## YOUR TASK
The entries that follow should be written out exactly.

Source records:
□ □ □ □ □

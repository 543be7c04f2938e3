/// Playlist endpoints: CRUD plus ordered video membership.
use actix_web::{web, HttpResponse};
use serde::Deserialize;
use sqlx::PgPool;
use uuid::Uuid;
use validator::Validate;

use crate::db::{playlist_repo, video_repo};
use crate::error::{AppError, Result};
use crate::middleware::UserId;
use crate::services::ownership::ensure_owner;
use crate::utils::api_response::ApiResponse;
use crate::utils::pagination::{Page, PageQuery};
use crate::validators::{content_change, normalized_content};

#[derive(Debug, Deserialize, Validate)]
pub struct CreatePlaylistPayload {
    #[validate(length(min = 1, max = 255))]
    pub name: String,
    #[validate(length(min = 1))]
    pub description: String,
}

#[derive(Debug, Deserialize)]
pub struct UpdatePlaylistPayload {
    pub name: Option<String>,
    pub description: Option<String>,
}

/// POST /playlists
pub async fn create_playlist(
    auth: UserId,
    pool: web::Data<PgPool>,
    payload: web::Json<CreatePlaylistPayload>,
) -> Result<HttpResponse> {
    payload.validate()?;

    let name = normalized_content(&payload.name)
        .ok_or_else(|| AppError::BadRequest("All fields are mandatory".to_string()))?;
    let description = normalized_content(&payload.description)
        .ok_or_else(|| AppError::BadRequest("All fields are mandatory".to_string()))?;

    let playlist = playlist_repo::create_playlist(pool.get_ref(), auth.0, &name, &description).await?;

    Ok(HttpResponse::Created().json(ApiResponse::ok(
        201,
        playlist,
        "Playlist created successfully",
    )))
}

/// GET /users/{user_id}/playlists
pub async fn get_user_playlists(
    pool: web::Data<PgPool>,
    path: web::Path<String>,
    query: web::Query<PageQuery>,
) -> Result<HttpResponse> {
    let user_id = Uuid::parse_str(&path)
        .map_err(|_| AppError::BadRequest("Invalid user ID".to_string()))?;

    let (items, total) = playlist_repo::list_by_owner(pool.get_ref(), user_id, &query).await?;

    Ok(HttpResponse::Ok().json(ApiResponse::ok(
        200,
        Page::new(items, total, &query),
        "User playlists fetched successfully",
    )))
}

/// GET /playlists/{id}
pub async fn get_playlist(pool: web::Data<PgPool>, path: web::Path<String>) -> Result<HttpResponse> {
    let id = parse_playlist_id(&path)?;

    match playlist_repo::get_view(pool.get_ref(), id).await? {
        Some(view) => Ok(HttpResponse::Ok().json(ApiResponse::ok(
            200,
            view,
            "Playlist fetched successfully",
        ))),
        None => Err(AppError::NotFound("Playlist not found".to_string())),
    }
}

/// PATCH /playlists/{id}
pub async fn update_playlist(
    auth: UserId,
    pool: web::Data<PgPool>,
    path: web::Path<String>,
    payload: web::Json<UpdatePlaylistPayload>,
) -> Result<HttpResponse> {
    let id = parse_playlist_id(&path)?;

    if payload.name.is_none() && payload.description.is_none() {
        return Err(AppError::BadRequest(
            "At least one field is required to update".to_string(),
        ));
    }

    let playlist = playlist_repo::find_by_id(pool.get_ref(), id)
        .await?
        .ok_or_else(|| AppError::NotFound("Playlist not found".to_string()))?;
    ensure_owner(auth.0, &playlist)?;

    let new_name = content_change(payload.name.as_deref(), &playlist.name);
    let new_description = content_change(payload.description.as_deref(), &playlist.description);

    if new_name.is_none() && new_description.is_none() {
        return Err(AppError::BadRequest("No changes detected".to_string()));
    }

    let updated = playlist_repo::update_playlist(
        pool.get_ref(),
        id,
        new_name.as_deref(),
        new_description.as_deref(),
    )
    .await?;

    Ok(HttpResponse::Ok().json(ApiResponse::ok(
        200,
        updated,
        "Playlist updated successfully",
    )))
}

/// DELETE /playlists/{id}
pub async fn delete_playlist(
    auth: UserId,
    pool: web::Data<PgPool>,
    path: web::Path<String>,
) -> Result<HttpResponse> {
    let id = parse_playlist_id(&path)?;

    let playlist = playlist_repo::find_by_id(pool.get_ref(), id)
        .await?
        .ok_or_else(|| AppError::NotFound("Playlist not found".to_string()))?;
    ensure_owner(auth.0, &playlist)?;

    playlist_repo::delete_playlist(pool.get_ref(), id).await?;

    Ok(HttpResponse::Ok().json(ApiResponse::message_only(
        200,
        "Playlist deleted successfully",
    )))
}

/// POST /playlists/{id}/videos/{video_id}
pub async fn add_video_to_playlist(
    auth: UserId,
    pool: web::Data<PgPool>,
    path: web::Path<(String, String)>,
) -> Result<HttpResponse> {
    let (playlist_id, video_id) = parse_membership_path(&path)?;

    let playlist = playlist_repo::find_by_id(pool.get_ref(), playlist_id)
        .await?
        .ok_or_else(|| AppError::NotFound("Playlist not found".to_string()))?;
    ensure_owner(auth.0, &playlist)?;

    if video_repo::find_by_id(pool.get_ref(), video_id).await?.is_none() {
        return Err(AppError::NotFound("Video not found".to_string()));
    }

    playlist_repo::add_video(pool.get_ref(), playlist_id, video_id).await?;

    let view = playlist_repo::get_view(pool.get_ref(), playlist_id).await?;

    Ok(HttpResponse::Ok().json(ApiResponse::ok(200, view, "Video added to playlist")))
}

/// DELETE /playlists/{id}/videos/{video_id}
pub async fn remove_video_from_playlist(
    auth: UserId,
    pool: web::Data<PgPool>,
    path: web::Path<(String, String)>,
) -> Result<HttpResponse> {
    let (playlist_id, video_id) = parse_membership_path(&path)?;

    let playlist = playlist_repo::find_by_id(pool.get_ref(), playlist_id)
        .await?
        .ok_or_else(|| AppError::NotFound("Playlist not found".to_string()))?;
    ensure_owner(auth.0, &playlist)?;

    playlist_repo::remove_video(pool.get_ref(), playlist_id, video_id).await?;

    let view = playlist_repo::get_view(pool.get_ref(), playlist_id).await?;

    Ok(HttpResponse::Ok().json(ApiResponse::ok(
        200,
        view,
        "Video removed from playlist successfully",
    )))
}

fn parse_playlist_id(raw: &str) -> Result<Uuid> {
    Uuid::parse_str(raw).map_err(|_| AppError::BadRequest("Invalid playlist ID".to_string()))
}

fn parse_membership_path(path: &(String, String)) -> Result<(Uuid, Uuid)> {
    let playlist_id = Uuid::parse_str(&path.0);
    let video_id = Uuid::parse_str(&path.1);

    match (playlist_id, video_id) {
        (Ok(p), Ok(v)) => Ok((p, v)),
        _ => Err(AppError::BadRequest(
            "Invalid playlist or video ID".to_string(),
        )),
    }
}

□ □ □ □ □

## EXERCISE ANSWER
repository 543be7c04f2938e3
/// Playlist endpoints: CRUD plus ordered video membership.
use actix_web::{web, HttpResponse};
use serde::Deserialize;
use sqlx::PgPool;
use uuid::Uuid;
use validator::Validate;

use crate::db::{playlist_repo, video_repo};
use crate::error::{AppError, Result};
use crate::middleware::UserId;
use crate::services::ownership::ensure_owner;
use crate::utils::api_response::ApiResponse;
use crate::utils::pagination::{Page, PageQuery};
use crate::validators::{content_change, normalized_content};

#[derive(Debug, Deserialize, Validate)]
pub struct CreatePlaylistPayload {
    #[validate(length(min = 1, max = 255))]
    pub name: String,
    #[validate(length(min = 1))]
    pub description: String,
}

#[derive(Debug, Deserialize)]
pub struct UpdatePlaylistPayload {
    pub name: Option<String>,
    pub description: Option<String>,
}

/// POST /playlists
pub async fn create_playlist(
    auth: UserId,
    pool: web::Data<PgPool>,
    payload: web::Json<CreatePlaylistPayload>,
) -> Result<HttpResponse> {
    payload.validate()?;

    let name = normalized_content(&payload.name)
        .ok_or_else(|| AppError::BadRequest("All fields are mandatory".to_string()))?;
    let description = normalized_content(&payload.description)
        .ok_or_else(|| AppError::BadRequest("All fields are mandatory".to_string()))?;

    let playlist = playlist_repo::create_playlist(pool.get_ref(), auth.0, &name, &description).await?;

    Ok(HttpResponse::Created().json(ApiResponse::ok(
        201,
        playlist,
        "Playlist created successfully",
    )))
}

/// GET /users/{user_id}/playlists
pub async fn get_user_playlists(
    pool: web::Data<PgPool>,
    path: web::Path<String>,
    query: web::Query<PageQuery>,
) -> Result<HttpResponse> {
    let user_id = Uuid::parse_str(&path)
        .map_err(|_| AppError::BadRequest("Invalid user ID".to_string()))?;

    let (items, total) = playlist_repo::list_by_owner(pool.get_ref(), user_id, &query).await?;

    Ok(HttpResponse::Ok().json(ApiResponse::ok(
        200,
        Page::new(items, total, &query),
        "User playlists fetched successfully",
    )))
}

/// GET /playlists/{id}
pub async fn get_playlist(pool: web::Data<PgPool>, path: web::Path<String>) -> Result<HttpResponse> {
    let id = parse_playlist_id(&path)?;

    match playlist_repo::get_view(pool.get_ref(), id).await? {
        Some(view) => Ok(HttpResponse::Ok().json(ApiResponse::ok(
            200,
            view,
            "Playlist fetched successfully",
        ))),
        None => Err(AppError::NotFound("Playlist not found".to_string())),
    }
}

/// PATCH /playlists/{id}
pub async fn update_playlist(
    auth: UserId,
    pool: web::Data<PgPool>,
    path: web::Path<String>,
    payload: web::Json<UpdatePlaylistPayload>,
) -> Result<HttpResponse> {
    let id = parse_playlist_id(&path)?;

    if payload.name.is_none() && payload.description.is_none() {
        return Err(AppError::BadRequest(
            "At least one field is required to update".to_string(),
        ));
    }

    let playlist = playlist_repo::find_by_id(pool.get_ref(), id)
        .await?
        .ok_or_else(|| AppError::NotFound("Playlist not found".to_string()))?;
    ensure_owner(auth.0, &playlist)?;

    let new_name = content_change(payload.name.as_deref(), &playlist.name);
    let new_description = content_change(payload.description.as_deref(), &playlist.description);

    if new_name.is_none() && new_description.is_none() {
        return Err(AppError::BadRequest("No changes detected".to_string()));
    }

    let updated = playlist_repo::update_playlist(
        pool.get_ref(),
        id,
        new_name.as_deref(),
        new_description.as_deref(),
    )
    .await?;

    Ok(HttpResponse::Ok().json(ApiResponse::ok(
        200,
        updated,
        "Playlist updated successfully",
    )))
}

/// DELETE /playlists/{id}
pub async fn delete_playlist(
    auth: UserId,
    pool: web::Data<PgPool>,
    path: web::Path<String>,
) -> Result<HttpResponse> {
    let id = parse_playlist_id(&path)?;

    let playlist = playlist_repo::find_by_id(pool.get_ref(), id)
        .await?
        .ok_or_else(|| AppError::NotFound("Playlist not found".to_string()))?;
    ensure_owner(auth.0, &playlist)?;

    playlist_repo::delete_playlist(pool.get_ref(), id).await?;

    Ok(HttpResponse::Ok().json(ApiResponse::message_only(
        200,
        "Playlist deleted successfully",
    )))
}

/// POST /playlists/{id}/videos/{video_id}
pub async fn add_video_to_playlist(
    auth: UserId,
    pool: web::Data<PgPool>,
    path: web::Path<(String, String)>,
) -> Result<HttpResponse> {
    let (playlist_id, video_id) = parse_membership_path(&path)?;

    let playlist = playlist_repo::find_by_id(pool.get_ref(), playlist_id)
        .await?
        .ok_or_else(|| AppError::NotFound("Playlist not found".to_string()))?;
    ensure_owner(auth.0, &playlist)?;

    if video_repo::find_by_id(pool.get_ref(), video_id).await?.is_none() {
        return Err(AppError::NotFound("Video not found".to_string()));
    }

    playlist_repo::add_video(pool.get_ref(), playlist_id, video_id).await?;

    let view = playlist_repo::get_view(pool.get_ref(), playlist_id).await?;

    Ok(HttpResponse::Ok().json(ApiResponse::ok(200, view, "Video added to playlist")))
}

/// DELETE /playlists/{id}/videos/{video_id}
pub async fn remove_video_from_playlist(
    auth: UserId,
    pool: web::Data<PgPool>,
    path: web::Path<(String, String)>,
) -> Result<HttpResponse> {
    let (playlist_id, video_id) = parse_membership_path(&path)?;

    let playlist = playlist_repo::find_by_id(pool.get_ref(), playlist_id)
        .await?
        .ok_or_else(|| AppError::NotFound("Playlist not found".to_string()))?;
    ensure_owner(auth.0, &playlist)?;

    playlist_repo::remove_video(pool.get_ref(), playlist_id, video_id).await?;

    let view = playlist_repo::get_view(pool.get_ref(), playlist_id).await?;

    Ok(HttpResponse::Ok().json(ApiResponse::ok(
        200,
        view,
        "Video removed from playlist successfully",
    )))
}

fn parse_playlist_id(raw: &str) -> Result<Uuid> {
    Uuid::parse_str(raw).map_err(|_| AppError::BadRequest("Invalid playlist ID".to_string()))
}

fn parse_membership_path(path: &(String, String)) -> Result<(Uuid, Uuid)> {
    let playlist_id = Uuid::parse_str(&path.0);
    let video_id = Uuid::parse_str(&path.1);

    match (playlist_id, video_id) {
        (Ok(p), Ok(v)) => Ok((p, v)),
        _ => Err(AppError::BadRequest(
            "Invalid playlist or video ID".to_string(),
        )),
    }
}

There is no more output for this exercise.